Wednesday, October 6, 2010

Slight Right Turn in Mat-Su- Valley Elections

Preliminary election results from Tuesday's local elections for Borough Assembly and School Board seats, and on some important voter initiatives, show a slight move to the right, particularly with one of the school board seats.

Though voters (18.36% turnout) turned down two initiatives that were inspired by petitions submitted by GOP-supported groups, a right-leaning candidate, Lynne Gattis, narrowly beat incumbent populist reformer Myrl Thompson for School Board Seat G. Though Gattis and Thompson seemed a lot alike in their performances during voter forums held in the Valley this fall, Gattis now owes her allegiance to a barely disguised, GOP-funded ad campaign on her behalf, which helped tremendously in raising her profile, compared to the well-known and fairly popular Thompson.
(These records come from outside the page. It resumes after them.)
// RGB → CMYK Example — Training a small sigmoid network from scratch
//
// Converting a colour from RGB to CMYK is a smooth, bounded mapping from
// [0,1]³ to [0,1]⁴, which makes it a good fit for sigmoid outputs:
//
//   K = 1 − max(R, G, B)
//   C = (1 − R − K) / (1 − K)      (0 when K = 1)
//   M = (1 − G − K) / (1 − K)
//   Y = (1 − B − K) / (1 − K)
//
// Architecture: Input(3) → Dense(3→8, sigmoid) → Dense(8→4, sigmoid)
//
// This example demonstrates:
//   1. Building layers from Weights → Bias → Sigmoid operations
//   2. Network::train with a TrainConfig (epochs, apply cadence, rate)
//   3. Progress reporting through tracing (RUST_LOG=info, or debug/trace)
//   4. Evaluating with Network::test and Network::infer

use rand::rngs::StdRng;
use rand::{Rng, SeedableRng};
use tracing::info;
use tracing_subscriber::EnvFilter;
use wren::prelude::*;

fn rgb_to_cmyk(r: f64, g: f64, b: f64) -> [f64; 4] {
    let k = 1.0 - r.max(g).max(b);
    if k >= 1.0 {
        return [0.0, 0.0, 0.0, 1.0];
    }
    [
        (1.0 - r - k) / (1.0 - k),
        (1.0 - g - k) / (1.0 - k),
        (1.0 - b - k) / (1.0 - k),
        k,
    ]
}

fn dataset<R: Rng>(n: usize, rng: &mut R) -> (Vec<Matrix<f64>>, Vec<Matrix<f64>>) {
    (0..n)
        .map(|_| {
            let (r, g, b) = (rng.gen::<f64>(), rng.gen::<f64>(), rng.gen::<f64>());
            (
                Matrix::from_array([[r, g, b]]),
                Matrix::from_array([rgb_to_cmyk(r, g, b)]),
            )
        })
        .unzip()
}

fn main() -> wren::Result<()> {
    tracing_subscriber::fmt()
        .with_env_filter(EnvFilter::try_from_default_env().unwrap_or_else(|_| EnvFilter::new("info")))
        .init();

    println!("=== Wren — RGB → CMYK Example ===");
    println!();

    let mut rng = StdRng::seed_from_u64(2024);

    // 1. Training and evaluation data
    let (train_x, train_y) = dataset(64, &mut rng);
    let (test_x, test_y) = dataset(16, &mut rng);
    println!("Training samples: {}", train_x.len());
    println!("Test samples:     {}", test_x.len());
    println!();

    // 2. The network
    let mut net = Network::new(
        vec![Layer::dense(3, 8, &mut rng)?, Layer::dense(8, 4, &mut rng)?],
        MeanSquaredError,
    )?;
    println!("Network: Dense(3→8) → Dense(8→4), sigmoid activations");
    println!("  Total parameters: {}", net.num_parameters());
    println!();

    // 3. Training
    let config = TrainConfig::default()
        .with_epochs(2000)
        .with_apply_every(4)
        .with_learning_rate(0.5);
    let before = net.test(&test_x, &test_y)?;
    info!(loss = before, "test loss before training");

    let report = net.train(&train_x, &train_y, &config)?;
    for log in report.epochs.iter().filter(|l| l.epoch % 200 == 0) {
        println!("  Epoch {:>4} | Loss: {:.6}", log.epoch, log.loss);
    }
    println!("{:-<50}", "");
    println!("  Final training loss: {:.6}", report.final_loss);

    let after = net.test(&test_x, &test_y)?;
    println!("  Test loss: {before:.6} → {after:.6}");
    println!();

    // 4. A few predictions
    println!("Predictions after training:");
    for (r, g, b) in [(1.0, 0.0, 0.0), (0.0, 0.5, 1.0), (0.9, 0.9, 0.2)] {
        let y = net.infer(&Matrix::from_array([[r, g, b]]))?;
        let p = y.data();
        let t = rgb_to_cmyk(r, g, b);
        println!(
            "  ({r:.1},{g:.1},{b:.1}) → C {:.3} M {:.3} Y {:.3} K {:.3}   target: {:.3} {:.3} {:.3} {:.3}",
            p[0], p[1], p[2], p[3], t[0], t[1], t[2], t[3]
        );
    }

    println!();
    println!("=== Done! ===");
    Ok(())
}
// TrainConfig — Hyperparameters of the training loop
//
//   epochs         passes over the whole dataset
//   apply_every    parameters update on every global sample index i with
//                  (i + 1) % apply_every == 0; epochs j with
//                  j % apply_every == 0 are reported
//   learning_rate  step size of gradient descent
//
// Builder style:
//   let config = TrainConfig::default()
//       .with_epochs(500)
//       .with_apply_every(4)
//       .with_learning_rate(0.1);

use wren_core::{Error, Result};

/// Hyperparameters for [`Network::train`](crate::Network::train).
#[derive(Debug, Clone, PartialEq)]
pub struct TrainConfig {
    /// Number of passes over the dataset (default: 1).
    pub epochs: usize,
    /// Gradient application cadence in samples (default: 1).
    pub apply_every: usize,
    /// Gradient descent step size (default: 0.01).
    pub learning_rate: f64,
}

impl Default for TrainConfig {
    fn default() -> Self {
        Self {
            epochs: 1,
            apply_every: 1,
            learning_rate: 0.01,
        }
    }
}

impl TrainConfig {
    /// Set the number of epochs.
    pub fn with_epochs(mut self, epochs: usize) -> Self {
        self.epochs = epochs;
        self
    }

    /// Set the gradient application cadence.
    pub fn with_apply_every(mut self, apply_every: usize) -> Self {
        self.apply_every = apply_every;
        self
    }

    /// Set the learning rate.
    pub fn with_learning_rate(mut self, learning_rate: f64) -> Self {
        self.learning_rate = learning_rate;
        self
    }

    /// Reject values the training loop cannot run with.
    pub fn validate(&self) -> Result<()> {
        if self.epochs == 0 {
            return Err(Error::config("epochs must be positive"));
        }
        validate_step(self.apply_every, self.learning_rate)
    }
}

pub(crate) fn validate_step(apply_every: usize, learning_rate: f64) -> Result<()> {
    if apply_every == 0 {
        return Err(Error::config("apply_every must be positive"));
    }
    if !(learning_rate.is_finite() && learning_rate > 0.0) {
        return Err(Error::config(format!(
            "learning rate must be positive and finite, got {learning_rate}"
        )));
    }
    Ok(())
}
The two important initiatives that were soundly rejected were in support of a strong-mayor form of Borough government, that would have diminished the authority of the Borough Manager and of planning agencies; and in support of exempting elected officials in the Mat-Su Borough from stringent ethics requirements.
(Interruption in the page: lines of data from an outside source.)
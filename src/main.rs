use std::process::ExitCode;

use anyhow::Result;
use clap::error::ErrorKind;
use clap::{Parser, Subcommand};
use tracing_subscriber::EnvFilter;

use expenses::cli::{handle_expense_command, normalize_args, print_help, ExpenseCommands, HELP_TEXT};
use expenses::config::{paths::ExpensePaths, settings::Settings};
use expenses::storage::ExpenseStore;

/// Environment variable holding a tracing filter directive
const LOG_ENV: &str = "EXPENSES_LOG";

#[derive(Parser)]
#[command(
    name = "expenses",
    version,
    about = "Command-line expense tracker",
    override_help = HELP_TEXT,
    disable_help_subcommand = true
)]
struct Cli {
    #[command(subcommand)]
    command: Option<Commands>,
}

#[derive(Subcommand)]
enum Commands {
    #[command(flatten)]
    Expense(ExpenseCommands),

    /// Show current configuration and paths
    Config,
}

fn main() -> Result<ExitCode> {
    let cli = match Cli::try_parse_from(normalize_args(std::env::args_os())) {
        Ok(cli) => cli,
        Err(err) if matches!(err.kind(), ErrorKind::DisplayHelp | ErrorKind::DisplayVersion) => {
            err.print()?;
            return Ok(ExitCode::SUCCESS);
        }
        // Unknown commands and malformed argument lists get the usage block
        Err(_) => {
            print_help();
            return Ok(ExitCode::SUCCESS);
        }
    };

    let Some(command) = cli.command else {
        println!("ERROR: No arguments supplied.");
        println!();
        print_help();
        return Ok(ExitCode::FAILURE);
    };

    // Initialize paths and settings
    let paths = ExpensePaths::new()?;
    let settings = Settings::load_or_create(&paths)?;
    init_logging(&settings);

    let cmd = match command {
        Commands::Expense(cmd) => cmd,
        Commands::Config => {
            show_config(&paths, &settings)?;
            return Ok(ExitCode::SUCCESS);
        }
    };

    paths.ensure_directories()?;
    let store = ExpenseStore::open(paths.database_file())?;
    if store.ensure_table()? {
        println!("Table does not exist...");
        println!("Creating table...");
    }

    handle_expense_command(&store, &settings, cmd)?;
    Ok(ExitCode::SUCCESS)
}

/// Print paths and settings; writes a default settings file on first use
fn show_config(paths: &ExpensePaths, settings: &Settings) -> Result<()> {
    if !paths.settings_file().exists() {
        settings.save(paths)?;
        println!("Wrote default settings to {}", paths.settings_file().display());
        println!();
    }

    println!("shell-expenses Configuration");
    println!("============================");
    println!("Config directory: {}", paths.base_dir().display());
    println!("Settings file:    {}", paths.settings_file().display());
    println!("Data directory:   {}", paths.data_dir().display());
    println!("Database file:    {}", paths.database_file().display());
    println!();
    println!("Settings:");
    println!("  Schema version: {}", settings.schema_version);
    println!("  Confirm clear:  {}", settings.confirm_clear);
    println!("  Log level:      {}", settings.log_level);
    Ok(())
}

/// Log to stderr so stdout carries only command output
fn init_logging(settings: &Settings) {
    let filter = EnvFilter::try_from_env(LOG_ENV)
        .unwrap_or_else(|_| EnvFilter::new(&settings.log_level));

    tracing_subscriber::fmt()
        .with_env_filter(filter)
        .with_writer(std::io::stderr)
        .with_target(false)
        .init();
}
Tea Party-endorsed George Rauscher was beat by the pragmatic Warren Keogh for Assembly District 1's seat. But in Palmer, the ill-advised entry into the race by meteoric, yet erratic activist, Kevin Brown cost the left and center the mayor's seat, as Brown's entry split the left and moderate vote between him and former School Board chair and steadfast community organizer, Mike Chmielewski. Together, Brown and Chmielewski took 47% of the vote. The seat went to right-wing shill, DeLena Johnson, who garnered less than 42%.
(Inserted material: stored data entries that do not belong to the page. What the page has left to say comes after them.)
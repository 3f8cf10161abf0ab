//! Expense CLI commands
//!
//! Routes each command to the expense store and prints the result.

use std::fs::File;
use std::io::{self, BufWriter};
use std::path::PathBuf;

use chrono::NaiveDate;
use clap::Subcommand;
use tracing::{debug, warn};

use crate::config::Settings;
use crate::display::{format_expense_report, format_expense_table, format_search_header};
use crate::error::{ExpenseError, ExpenseResult};
use crate::export::export_expenses_csv;
use crate::models::{ExpenseId, Money, NewExpense};
use crate::storage::ExpenseStore;

use super::args::print_help;
use super::prompt::read_keypress;

/// Prompt shown before `clear` deletes everything
pub const CLEAR_PROMPT: &str = "Are you sure you wish to clear the table. (y/n)";

/// Expense subcommands
///
/// Positional arguments are optional at the clap level so that a missing
/// argument prints the usage block instead of a parse error. Memos, queries,
/// and ids may start with `-`, and arguments past the last positional are
/// collected in a hidden `extra` list and ignored.
#[derive(Subcommand, Debug)]
pub enum ExpenseCommands {
    /// Record a new expense
    Add {
        /// Amount spent (e.g. "10.00")
        #[arg(allow_negative_numbers = true)]
        amount: Option<String>,
        /// Description of the expense
        #[arg(allow_hyphen_values = true)]
        memo: Option<String>,
        /// Date of the expense (YYYY-MM-DD); defaults to today
        #[arg(allow_hyphen_values = true)]
        date: Option<String>,
        #[arg(hide = true, allow_hyphen_values = true)]
        extra: Vec<String>,
    },
    /// List all expenses
    List {
        #[arg(hide = true, allow_hyphen_values = true)]
        extra: Vec<String>,
    },
    /// List expenses whose memo ends with QUERY
    Search {
        /// Text to match at the end of the memo (case-insensitive)
        #[arg(allow_hyphen_values = true)]
        query: Option<String>,
        #[arg(hide = true, allow_hyphen_values = true)]
        extra: Vec<String>,
    },
    /// Remove an expense by id
    Delete {
        /// Expense id
        #[arg(allow_hyphen_values = true)]
        id: Option<String>,
        #[arg(hide = true, allow_hyphen_values = true)]
        extra: Vec<String>,
    },
    /// Delete all expenses
    Clear {
        /// Skip the confirmation prompt
        #[arg(short, long)]
        yes: bool,
    },
    /// Export all expenses as CSV
    Export {
        /// Output file path (defaults to stdout)
        #[arg(short, long)]
        output: Option<PathBuf>,
    },
}

/// Handle an expense command
pub fn handle_expense_command(
    store: &ExpenseStore,
    settings: &Settings,
    cmd: ExpenseCommands,
) -> ExpenseResult<()> {
    match cmd {
        ExpenseCommands::Add {
            amount,
            memo,
            date,
            extra,
        } => {
            ignore_extra("add", &extra);
            let (Some(amount), Some(memo)) = (amount, memo) else {
                println!("Must supply an amount and memo.");
                return Ok(());
            };

            let request = build_new_expense(&amount, memo, date.as_deref())?;
            let expense = store.insert(&request)?;
            println!("Added expense {}.", expense.id);
        }

        ExpenseCommands::List { extra } => {
            ignore_extra("list", &extra);
            let expenses = store.list()?;
            print!("{}", format_expense_report(&expenses));
        }

        ExpenseCommands::Search { query, extra } => {
            ignore_extra("search", &extra);
            let Some(query) = query else {
                debug!("search without a query");
                print_help();
                return Ok(());
            };

            let expenses = store.search(&query)?;
            println!("{}", format_search_header());
            print!("{}", format_expense_report(&expenses));
        }

        ExpenseCommands::Delete { id, extra } => {
            ignore_extra("delete", &extra);
            let Some(id) = id else {
                debug!("delete without an id");
                print_help();
                return Ok(());
            };

            let expense_id = parse_expense_id(&id)?;
            match store.delete(expense_id)? {
                Some(expense) => {
                    println!("Expense {} deleted.", expense.id);
                    print!("{}", format_expense_table(std::slice::from_ref(&expense)));
                }
                None => {
                    println!("There is no expense with the id '{}'", id);
                }
            }
        }

        ExpenseCommands::Clear { yes } => {
            if !yes && settings.confirm_clear {
                println!("{}", CLEAR_PROMPT);
                if read_keypress()? != Some('y') {
                    warn!("clear not confirmed; expenses kept");
                    return Ok(());
                }
            }

            store.clear()?;
            println!("All expenses have been deleted.");
        }

        ExpenseCommands::Export { output } => match output {
            Some(path) => {
                let file = File::create(&path).map_err(|e| {
                    ExpenseError::Export(format!(
                        "Failed to create file {}: {}",
                        path.display(),
                        e
                    ))
                })?;
                let rows = export_expenses_csv(store, BufWriter::new(file))?;
                println!("Exported {} expenses to: {}", rows, path.display());
            }
            None => {
                export_expenses_csv(store, io::stdout().lock())?;
            }
        },
    }

    Ok(())
}

fn ignore_extra(command: &str, extra: &[String]) {
    if !extra.is_empty() {
        debug!(command, ?extra, "ignoring extra arguments");
    }
}

/// Turn raw `add` arguments into an insert request
///
/// Zero and negative amounts pass through so the table constraint can
/// reject them.
pub fn build_new_expense(
    amount: &str,
    memo: String,
    date: Option<&str>,
) -> ExpenseResult<NewExpense> {
    let amount = Money::parse(amount).map_err(|e| {
        ExpenseError::Validation(format!(
            "Invalid amount: '{}'. Use a format like '10.00'. Error: {}",
            amount, e
        ))
    })?;

    let request = NewExpense::new(amount, memo);
    match date {
        Some(date) => Ok(request.on(parse_date(date)?)),
        None => Ok(request),
    }
}

fn parse_date(date: &str) -> ExpenseResult<NaiveDate> {
    NaiveDate::parse_from_str(date.trim(), "%Y-%m-%d").map_err(|_| {
        ExpenseError::Validation(format!(
            "Invalid date: '{}'. Use the format YYYY-MM-DD.",
            date
        ))
    })
}

fn parse_expense_id(id: &str) -> ExpenseResult<ExpenseId> {
    id.parse()
        .map_err(|_| ExpenseError::Validation(format!("Invalid expense id: '{}'", id)))
}

#[cfg(test)]
mod tests {
    use super::*;

    fn create_test_store() -> ExpenseStore {
        let store = ExpenseStore::open_in_memory().unwrap();
        store.ensure_table().unwrap();
        store
    }

    #[test]
    fn test_build_new_expense() {
        let request = build_new_expense("10.00", "Lunch".into(), None).unwrap();
        assert_eq!(request.amount, Money::from_cents(1000));
        assert_eq!(request.memo, "Lunch");
        assert!(request.created_on.is_none());
    }

    #[test]
    fn test_build_new_expense_with_date() {
        let request = build_new_expense("3.5", "Coffee".into(), Some("2024-01-31")).unwrap();
        assert_eq!(request.amount.cents(), 350);
        assert_eq!(request.created_on, NaiveDate::from_ymd_opt(2024, 1, 31));
    }

    #[test]
    fn test_build_new_expense_rejects_bad_input() {
        assert!(build_new_expense("ten", "Lunch".into(), None)
            .unwrap_err()
            .is_validation());
        assert!(build_new_expense("10", "Lunch".into(), Some("31/01/2024"))
            .unwrap_err()
            .is_validation());
    }

    #[test]
    fn test_negative_amount_reaches_constraint() {
        let store = create_test_store();
        let err = handle_expense_command(
            &store,
            &Settings::default(),
            ExpenseCommands::Add {
                amount: Some("-5.00".into()),
                memo: Some("Refund".into()),
                date: None,
                extra: Vec::new(),
            },
        )
        .unwrap_err();

        assert!(err.is_constraint_violation());
        assert_eq!(store.list().unwrap().len(), 0);
    }

    #[test]
    fn test_add_without_memo_inserts_nothing() {
        let store = create_test_store();
        handle_expense_command(
            &store,
            &Settings::default(),
            ExpenseCommands::Add {
                amount: Some("5.00".into()),
                memo: None,
                date: None,
                extra: Vec::new(),
            },
        )
        .unwrap();

        assert_eq!(store.list().unwrap().len(), 0);
    }

    #[test]
    fn test_delete_with_malformed_id() {
        let store = create_test_store();
        let err = handle_expense_command(
            &store,
            &Settings::default(),
            ExpenseCommands::Delete {
                id: Some("abc".into()),
                extra: Vec::new(),
            },
        )
        .unwrap_err();

        assert!(err.is_validation());
    }

    #[test]
    fn test_delete_negative_id_is_not_found() {
        let store = create_test_store();
        store
            .insert(&NewExpense::new(Money::from_cents(100), "Coffee"))
            .unwrap();

        handle_expense_command(
            &store,
            &Settings::default(),
            ExpenseCommands::Delete {
                id: Some("-1".into()),
                extra: Vec::new(),
            },
        )
        .unwrap();

        assert_eq!(store.list().unwrap().len(), 1);
    }

    #[test]
    fn test_add_ignores_extra_arguments() {
        let store = create_test_store();
        handle_expense_command(
            &store,
            &Settings::default(),
            ExpenseCommands::Add {
                amount: Some("5".into()),
                memo: Some("Lunch".into()),
                date: Some("2024-01-01".into()),
                extra: vec!["x".into()],
            },
        )
        .unwrap();

        let expenses = store.list().unwrap();
        assert_eq!(expenses.len(), 1);
        assert_eq!(expenses[0].memo, "Lunch");
        assert_eq!(expenses[0].created_on, NaiveDate::from_ymd_opt(2024, 1, 1).unwrap());
    }

    #[test]
    fn test_clear_with_yes_skips_prompt() {
        let store = create_test_store();
        store
            .insert(&NewExpense::new(Money::from_cents(100), "Coffee"))
            .unwrap();

        handle_expense_command(
            &store,
            &Settings::default(),
            ExpenseCommands::Clear { yes: true },
        )
        .unwrap();

        assert_eq!(store.list().unwrap().len(), 0);
    }

    #[test]
    fn test_clear_without_confirmation_setting() {
        let store = create_test_store();
        store
            .insert(&NewExpense::new(Money::from_cents(100), "Coffee"))
            .unwrap();
        let settings = Settings {
            confirm_clear: false,
            ..Settings::default()
        };

        handle_expense_command(&store, &settings, ExpenseCommands::Clear { yes: false }).unwrap();

        assert_eq!(store.list().unwrap().len(), 0);
    }
}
One commenter at today's Anchorage Daily News article on the Valley elections characterized the Palmer race:

The Conservative Patriots and the Republicans turned this into a partisan race. That's especially true in the Palmer race -- where the Republicans went all out to attack Kevin and Mike. They engaged in vicious whisper campaigns, attacking family members, denigrating years of service, spreading paranoid rumor... They tore Palmer apart, and we'll have to see if it can ever be whole again.


The important school bond for facility improvements, many of them safety-related, passed. Considering that this area sometimes seems to have become Tea Party Ground Zero, that bond's passage is one of the most reassuring signs in this election that Valley voters can have common sense when it matters.

1 comment:

Anonymous said...

You forgot that left leaning Pete Houston was soundly trounced by Noel Wood in the Palmer area.